** DATA TO USE follows **
//! Native git read operations via libgit2 (git2 crate).
//!
//! Provides fast, in-process alternatives to shelling out to `git` for
//! read-only queries such as resolving System B's project worktree. Write
//! operations (commit) stay as shell-outs in [`crate::repo`] — libgit2 is
//! intentionally used only for reads.
//!
//! # Feature gated
//!
//! This module is only available with the `libgit2` feature flag (enabled
//! by default).

use std::path::Path;

use crate::repo::RepoError;

impl From<git2::Error> for RepoError {
    fn from(e: git2::Error) -> Self {
        RepoError::GitCommand(e.message().to_string())
    }
}

/// Native git read operations using libgit2.
///
/// Stateless — opens the repo fresh for each call. This avoids stale index
/// issues and is fine for reads (the repo open is <1ms for local repos).
pub struct Git2ReadOps;

impl Git2ReadOps {
    fn open(workdir: &Path) -> Result<git2::Repository, RepoError> {
        git2::Repository::discover(workdir).map_err(RepoError::from)
    }

    /// Discover the gitdir for a working directory (replaces `git rev-parse --git-dir`).
    pub fn discover_gitdir(workdir: &Path) -> Result<std::path::PathBuf, RepoError> {
        let repo = Self::open(workdir)?;
        Ok(repo.path().to_path_buf())
    }

    /// Get the current branch name (replaces `git rev-parse --abbrev-ref HEAD`).
    pub fn current_branch(workdir: &Path) -> Result<String, RepoError> {
        let repo = Self::open(workdir)?;
        let head = repo.head().map_err(RepoError::from)?;

        if head.is_branch() {
            Ok(head.shorthand().unwrap_or("HEAD").to_string())
        } else {
            let oid = head
                .target()
                .ok_or_else(|| RepoError::GitCommand("HEAD has no target".to_string()))?;
            Ok(format!("{:.7}", oid))
        }
    }

    /// Cheap existence check — is `workdir` inside a git working tree at all?
    ///
    /// Used by System B's project validation: the filesystem path recorded for
    /// a project must resolve to a real git repo before the bridge will trust
    /// any `.beads/` contents under it.
    pub fn is_repo(workdir: &Path) -> bool {
        git2::Repository::discover(workdir).is_ok()
    }

    /// True if the working tree has no staged or unstaged changes.
    ///
    /// Used before the bridge commits `.beads/` updates, to decide whether a
    /// commit is actually necessary.
    pub fn is_clean(workdir: &Path) -> Result<bool, RepoError> {
        let repo = Self::open(workdir)?;
        let mut opts = git2::StatusOptions::new();
        opts.include_untracked(true).recurse_untracked_dirs(true);
        let statuses = repo.statuses(Some(&mut opts)).map_err(RepoError::from)?;
        Ok(statuses.is_empty())
    }
}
** End of DATA TO USE **
_WHAT THE TASK ASKS_
Would you print exactly the lines from the first line of the entries above through the line that has "let head = repo.head().map_err(RepoError::from)?;", both included, and stop there?

_TASK OUTPUT_
//! Native git read operations via libgit2 (git2 crate).
//!
//! Provides fast, in-process alternatives to shelling out to `git` for
//! read-only queries such as resolving System B's project worktree. Write
//! operations (commit) stay as shell-outs in [`crate::repo`] — libgit2 is
//! intentionally used only for reads.
//!
//! # Feature gated
//!
//! This module is only available with the `libgit2` feature flag (enabled
//! by default).

use std::path::Path;

use crate::repo::RepoError;

impl From<git2::Error> for RepoError {
    fn from(e: git2::Error) -> Self {
        RepoError::GitCommand(e.message().to_string())
    }
}

/// Native git read operations using libgit2.
///
/// Stateless — opens the repo fresh for each call. This avoids stale index
/// issues and is fine for reads (the repo open is <1ms for local repos).
pub struct Git2ReadOps;

impl Git2ReadOps {
    fn open(workdir: &Path) -> Result<git2::Repository, RepoError> {
        git2::Repository::discover(workdir).map_err(RepoError::from)
    }

    /// Discover the gitdir for a working directory (replaces `git rev-parse --git-dir`).
    pub fn discover_gitdir(workdir: &Path) -> Result<std::path::PathBuf, RepoError> {
        let repo = Self::open(workdir)?;
        Ok(repo.path().to_path_buf())
    }

    /// Get the current branch name (replaces `git rev-parse --abbrev-ref HEAD`).
    pub fn current_branch(workdir: &Path) -> Result<String, RepoError> {
        let repo = Self::open(workdir)?;
        let head = repo.head().map_err(RepoError::from)?;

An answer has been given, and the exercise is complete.